If you are looking for the Feature Engineering blog post, you can find it here: https://www.statistics.com/blog/1/1558369154-feature-engineering-data-prep-still-needed/
In 2015, at an Alzheimer’s conference, Biogen researchers presented dramatic brain scans showing that the antibody aducanumab effectively cleared out plaque in the brain, plaque that was associated with Alzheimer’s disease. Their study involved 166 patients in a randomized, controlled experiment. Moreover, patients in the treatment group showed slower cognitive decline than those in the placebo group. The study was big news:
“This is the first time an investigational drug for Alzheimer’s disease has demonstrated a statistically significant reduction on amyloid plaque as well as a statistically significant slowing of clinical impairment…”
Thus read the announcement from the senior vice president and chief medical officer at Biogen.
In partnership with Eisai, a Japanese pharmaceutical company, Biogen moved to a Phase III trial with 3200 patients to confirm these results.
But several weeks ago, in a stunning development, the Biogen and Eisia announced that the trial’s Independent Data Monitoring Committee was recommending that the trial be stopped early – interim results showed that aducanumab was ineffective. (Statistics.com has a course on the roles of Data Monitoring Committees, and another on the flexible design of trials that allow early-stopping like this.)
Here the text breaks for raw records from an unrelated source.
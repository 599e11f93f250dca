use speechmetry_core::TranscriptEvent;

/// Merges the engine's interim/final event stream into one append-only
/// final transcript plus a volatile interim tail.
///
/// Final text only grows, in arrival order. At most one interim chunk is
/// held at a time: each interim event replaces the previous one, and
/// interim text never reaches the final transcript since the engine may revise
/// or retract it. Events must be applied in arrival order; the engine
/// guarantees monotonic final-text growth per utterance, so no
/// deduplication is needed here.
#[derive(Debug, Default)]
pub struct TranscriptReconciler {
    final_transcript: String,
    interim: String,
    first_speech_offset: Option<f64>,
}

impl TranscriptReconciler {
    pub fn new() -> Self {
        Self::default()
    }

    pub fn apply(&mut self, event: &TranscriptEvent) {
        if self.first_speech_offset.is_none() && !event.text.trim().is_empty() {
            self.first_speech_offset = Some(event.offset_secs);
        }

        if event.is_final {
            self.final_transcript.push_str(&event.text);
            self.final_transcript.push(' ');
            self.interim.clear();
        } else {
            self.interim.clear();
            self.interim.push_str(&event.text);
        }
    }

    /// The confirmed transcript, for metric computation at stop time.
    pub fn final_transcript(&self) -> &str {
        self.final_transcript.trim_end()
    }

    /// The provisional tail, for live display only.
    pub fn interim_text(&self) -> &str {
        &self.interim
    }

    /// Confirmed word count, cheap enough for a live counter.
    pub fn word_count(&self) -> usize {
        self.final_transcript.split_whitespace().count()
    }

    /// Seconds from session start to the first non-empty event of either
    /// kind; `None` when no speech was ever observed.
    pub fn first_speech_offset(&self) -> Option<f64> {
        self.first_speech_offset
    }
}
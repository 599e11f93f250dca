use base64::Engine as _;
use serde::Serialize;
use speechmetry_core::{FeatureVector, RecordedAudio, SubmitError, TranscriptionMode};

fn round3(value: f64) -> f64 {
    (value * 1000.0).round() / 1000.0
}

/// The wire object a sink delivers. `speed_deviation` is carried twice
/// under both field names because downstream consumers read either one.
#[derive(Debug, Clone, Serialize)]
pub struct SubmissionPayload {
    pub transcription_mode: &'static str,
    pub wpm: u32,
    pub pause_ratio: f64,
    pub speed_deviation: u32,
    pub speech_speed_variability: u32,
    pub completion_ratio: f64,
    pub restart_count: u32,
    pub speech_start_delay: f64,
    #[serde(skip_serializing_if = "Option::is_none")]
    pub word_accuracy: Option<u32>,
    #[serde(skip_serializing_if = "Option::is_none")]
    pub filler_count: Option<u32>,
    #[serde(skip_serializing_if = "Option::is_none")]
    pub repetition_count: Option<u32>,
    #[serde(skip_serializing_if = "Option::is_none")]
    pub audio_b64: Option<String>,
}

impl SubmissionPayload {
    pub fn from_features(
        features: &FeatureVector,
        mode: TranscriptionMode,
        audio: Option<&RecordedAudio>,
    ) -> Result<Self, SubmitError> {
        let audio_b64 = match audio {
            Some(audio) => Some(encode_wav_b64(audio)?),
            None => None,
        };
        Ok(Self {
            transcription_mode: match mode {
                TranscriptionMode::Full => "full",
                TranscriptionMode::Fallback => "fallback",
            },
            wpm: features.wpm,
            pause_ratio: round3(features.pause_ratio),
            speed_deviation: features.speed_deviation,
            speech_speed_variability: features.speed_deviation,
            completion_ratio: round3(features.completion_ratio),
            restart_count: features.restart_count,
            speech_start_delay: features.speech_start_delay,
            word_accuracy: features.word_accuracy,
            filler_count: features.filler_count,
            repetition_count: features.repetition_count,
            audio_b64,
        })
    }

    pub fn to_json(&self) -> Result<String, SubmitError> {
        serde_json::to_string(self).map_err(|e| SubmitError::SendFailed(e.to_string()))
    }
}

/// Mono 16-bit WAV, base64-encoded. Float samples are clamped before the
/// integer conversion so clipped capture cannot wrap around.
fn encode_wav_b64(audio: &RecordedAudio) -> Result<String, SubmitError> {
    let spec = hound::WavSpec {
        channels: 1,
        sample_rate: audio.sample_rate,
        bits_per_sample: 16,
        sample_format: hound::SampleFormat::Int,
    };
    let mut cursor = std::io::Cursor::new(Vec::new());
    {
        let mut writer = hound::WavWriter::new(&mut cursor, spec)
            .map_err(|e| SubmitError::SendFailed(e.to_string()))?;
        for &sample in &audio.samples {
            let clamped = sample.clamp(-1.0, 1.0);
            writer
                .write_sample((clamped * i16::MAX as f32) as i16)
                .map_err(|e| SubmitError::SendFailed(e.to_string()))?;
        }
        writer
            .finalize()
            .map_err(|e| SubmitError::SendFailed(e.to_string()))?;
    }
    Ok(base64::engine::general_purpose::STANDARD.encode(cursor.into_inner()))
}
pub mod config;
pub mod error;
pub mod types;

pub use config::{AnalysisConfig, AppConfig, BUILTIN_PASSAGES};
pub use error::{AudioError, ConfigError, SessionError, SubmitError, TranscriptionError};
pub use types::{
    AudioChunk, FeatureVector, Passage, PauseStats, RecordedAudio, SessionPhase,
    TranscriptEvent, TranscriptionMode,
};
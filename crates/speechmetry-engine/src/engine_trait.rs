use async_trait::async_trait;
use speechmetry_core::{AudioChunk, TranscriptEvent, TranscriptionError};
use tokio::sync::mpsc;

/// A streaming transcription engine.
///
/// Engines receive raw audio through [`feed_audio`](Self::feed_audio) and
/// emit interim/final [`TranscriptEvent`]s on the configured sender, in
/// order. Availability is decided once at session start: a session either
/// has an engine for its whole lifetime or runs in fallback mode.
#[async_trait]
pub trait Transcriber: Send + Sync {
    fn name(&self) -> &str;
    async fn initialize(&mut self, config: toml::Value) -> Result<(), TranscriptionError>;
    async fn feed_audio(&self, chunk: AudioChunk) -> Result<(), TranscriptionError>;
    fn set_event_sender(&mut self, sender: mpsc::UnboundedSender<TranscriptEvent>);
    async fn shutdown(&self) -> Result<(), TranscriptionError>;
}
The effect on Biogen and Eisia was immediate – Biogen’s shares dropped 29% and Eisia’s 35%.
Researchers in the field were surprised and disheartened. The evidence had seemed clear that amyloid plaque, a protein, was associated with Alzheimer’s, and the biological mechanism was also evident. From the NIH website:
“In the Alzheimer’s brain, abnormal levels of this naturally occurring protein clump together to form plaques that collect between neurons and disrupt cell function.”
And yet, despite the accumulated evidence of association between Alzheimer’s disease and amyloid plaque, a widely-shared understanding of the biological functioning of this relationship, the favorable results of a prior study, and the demonstrated effectiveness of aducanumab in clearing away plaque, in a large scale study aducanumab failed to slow the progress of Alzheimer’s. The study confirmed its effectiveness in clearing away plaque, but, nonetheless, no improvement in cognitive function ensued.
The research community is now speculating that the harm caused by the plaque buildup has already occurred before any cognitive symptoms occur. The sequence of events is a sobering reminder that the building and initial confirmation of a compelling scientific case is not the end of the story. Empirical evidence gets the last word.
How Did the First Study Go Wrong?
The first study, the Phase 1B one, correctly found that aducanumab cleared away plaque, but also reported favorable cognitive results that the much larger Phase III study did not find. What happened? It is useful to review the critical stages in the journey that a drug makes on its way to market.
After initial scientific discovery work and tests with animals, small Phase I studies are undertaken with humans to establish safety, and test different dosage levels.
After the Phase I results are in, and the investigators understand something about the dose-response relationship, a Phase II trial is undertaken to establish whether the drug is effective, and perhaps to continue research into side effects and dosing. Both Phase I and Phase II studies are conducted with patient numbers in the low 100’s (or even lower for some Phase I trials).
More expensive, multi-center Phase III studies are undertaken only once the Phase I and II hurdles are passed. Phase III’s purpose is to confirm clinical effectiveness.
Phase I studies are not intended to demonstrate effectiveness, and are not conducted with the same rigor on that point as the later Phase II and Phase III studies. Even at the time of the initial Phase I release, criticism was voiced that no claims regarding effectiveness should have been made, and the study should not have been published in the respected mass-circulation journal Nature. Why is this?
For one thing, the size of the Phase I study was tiny, or “underpowered,” less than 1/10 the size of the ultimate Phase III study. It was the appropriate size for testing safety and dose, but not for effectiveness. But, you might think, the result was statistically significant. Doesn’t that prove that the favorable cognitive outcome could not have arisen by chance?
It’s no guarantee. Recall that by this standard, 5% of all studies of ineffective compounds will come out with a false positive.
But not only was the Phase I study underpowered for establishing efficacy, it was also divided up into subgroups according to dose. And two different measures of cognition were used. And the patients were recruited at different times for different dosages and placebos. All this had the effect of widening the scope for extraneous variation from one subgroup to another, and of multiplying the number of potential comparison points while reducing the sample size for each, substantially increasing the scope for chance to play a role.
Journalists and the public, however, are ill suited to deal with these statistical subtleties, which are partly technical, but also partly philosophical, and meriting thoughtful consideration. Widespread publication of a study claiming “statistically significant” cognitive effects from an Alzheimer’s drug was bound to raise hopes and set expectations at an unwarranted level.